TASK BRIEF:
Please output every record exactly, keeping each line as it is.
### GIVEN DATA
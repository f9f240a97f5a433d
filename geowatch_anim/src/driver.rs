/*
 * Copyright © 2025, United States Government, as represented by the Administrator of 
 * the National Aeronautics and Space Administration. All rights reserved.
 *
 * The “ODIN” software is licensed under the Apache License, Version 2.0 (the "License"); 
 * you may not use this file except in compliance with the License. You may obtain a copy 
 * of the License at http://www.apache.org/licenses/LICENSE-2.0.
 *
 * Unless required by applicable law or agreed to in writing, software distributed under
 * the License is distributed on an "AS IS" BASIS, WITHOUT WARRANTIES OR CONDITIONS OF ANY KIND,
 * either express or implied. See the License for the specific language governing permissions
 * and limitations under the License.
 */

#![allow(unused)]

use std::time::Duration;
use tokio::{task::JoinHandle, time::{self, Instant, MissedTickBehavior}};
use geowatch_common::{info, warn, error};

use crate::{errors::{AnimError, Result, poisoned_lock}, scheduler::SharedScheduler};

/// a fixed rate tokio timer that ticks a shared scheduler, standing in for a display refresh
/// callback. Missed ticks (e.g. under load) are skipped - cadences measure elapsed time anyway
pub struct FrameDriver {
    scheduler: SharedScheduler,
    frame_interval: Duration,
    task: Option<JoinHandle<()>>,
}

impl FrameDriver {
    pub fn new (scheduler: SharedScheduler, frame_interval: Duration)->Self {
        FrameDriver { scheduler, frame_interval, task: None }
    }

    pub fn with_rate (scheduler: SharedScheduler, hz: f64)->Self {
        Self::new( scheduler, Duration::from_secs_f64( 1.0 / hz.max(1.0)))
    }

    pub fn scheduler (&self)->&SharedScheduler { &self.scheduler }

    pub fn is_running (&self)->bool {
        self.task.as_ref().map( |t| !t.is_finished()).unwrap_or(false)
    }

    /// needs to be called from within a tokio runtime
    pub fn start (&mut self)->Result<()> {
        if self.is_running() {
            return Err( AnimError::OpFailedError("frame driver already running".into()))
        }

        let scheduler = self.scheduler.clone();
        let frame_interval = self.frame_interval;
        info!("starting frame driver at {:.1} Hz", 1.0 / frame_interval.as_secs_f64());

        self.task = Some( tokio::spawn( async move {
            let start = Instant::now();
            let mut timer = time::interval( frame_interval);
            timer.set_missed_tick_behavior( MissedTickBehavior::Skip);

            loop {
                timer.tick().await;
                let now = start.elapsed();
                match scheduler.lock() {
                    Ok(mut s) => { s.tick( now); }
                    Err(e) => {
                        error!("frame driver stopped: {e}");
                        break
                    }
                }
            }
        }));

        Ok(())
    }

    /// stop ticking and cancel all cadences of the scheduler
    pub fn terminate (&mut self) {
        if let Some(task) = self.task.take() {
            task.abort();
            info!("frame driver terminated");
        }
        match self.scheduler.lock() {
            Ok(mut s) => s.cancel_all(),
            Err(e) => warn!("could not cancel cadences: {e}")
        }
    }
}

impl Drop for FrameDriver {
    fn drop (&mut self) {
        if let Some(task) = self.task.take() {
            task.abort();
        }
    }
}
######
WRITTEN REPLY:
repository f9f240a97f5a433d
filename geowatch_anim/src/driver.rs
/*
 * Copyright © 2025, United States Government, as represented by the Administrator of 
 * the National Aeronautics and Space Administration. All rights reserved.
 *
 * The “ODIN” software is licensed under the Apache License, Version 2.0 (the "License"); 
 * you may not use this file except in compliance with the License. You may obtain a copy 
 * of the License at http://www.apache.org/licenses/LICENSE-2.0.
 *
 * Unless required by applicable law or agreed to in writing, software distributed under
 * the License is distributed on an "AS IS" BASIS, WITHOUT WARRANTIES OR CONDITIONS OF ANY KIND,
 * either express or implied. See the License for the specific language governing permissions
 * and limitations under the License.
 */

#![allow(unused)]

use std::time::Duration;
use tokio::{task::JoinHandle, time::{self, Instant, MissedTickBehavior}};
use geowatch_common::{info, warn, error};

use crate::{errors::{AnimError, Result, poisoned_lock}, scheduler::SharedScheduler};

/// a fixed rate tokio timer that ticks a shared scheduler, standing in for a display refresh
/// callback. Missed ticks (e.g. under load) are skipped - cadences measure elapsed time anyway
pub struct FrameDriver {
    scheduler: SharedScheduler,
    frame_interval: Duration,
    task: Option<JoinHandle<()>>,
}

impl FrameDriver {
    pub fn new (scheduler: SharedScheduler, frame_interval: Duration)->Self {
        FrameDriver { scheduler, frame_interval, task: None }
    }

    pub fn with_rate (scheduler: SharedScheduler, hz: f64)->Self {
        Self::new( scheduler, Duration::from_secs_f64( 1.0 / hz.max(1.0)))
    }

    pub fn scheduler (&self)->&SharedScheduler { &self.scheduler }

    pub fn is_running (&self)->bool {
        self.task.as_ref().map( |t| !t.is_finished()).unwrap_or(false)
    }

    /// needs to be called from within a tokio runtime
    pub fn start (&mut self)->Result<()> {
        if self.is_running() {
            return Err( AnimError::OpFailedError("frame driver already running".into()))
        }

        let scheduler = self.scheduler.clone();
        let frame_interval = self.frame_interval;
        info!("starting frame driver at {:.1} Hz", 1.0 / frame_interval.as_secs_f64());

        self.task = Some( tokio::spawn( async move {
            let start = Instant::now();
            let mut timer = time::interval( frame_interval);
            timer.set_missed_tick_behavior( MissedTickBehavior::Skip);

            loop {
                timer.tick().await;
                let now = start.elapsed();
                match scheduler.lock() {
                    Ok(mut s) => { s.tick( now); }
                    Err(e) => {
                        error!("frame driver stopped: {e}");
                        break
                    }
                }
            }
        }));

        Ok(())
    }

    /// stop ticking and cancel all cadences of the scheduler
    pub fn terminate (&mut self) {
        if let Some(task) = self.task.take() {
            task.abort();
            info!("frame driver terminated");
        }
        match self.scheduler.lock() {
            Ok(mut s) => s.cancel_all(),
            Err(e) => warn!("could not cancel cadences: {e}")
        }
    }
}

impl Drop for FrameDriver {
    fn drop (&mut self) {
        if let Some(task) = self.task.take() {
            task.abort();
        }
    }
}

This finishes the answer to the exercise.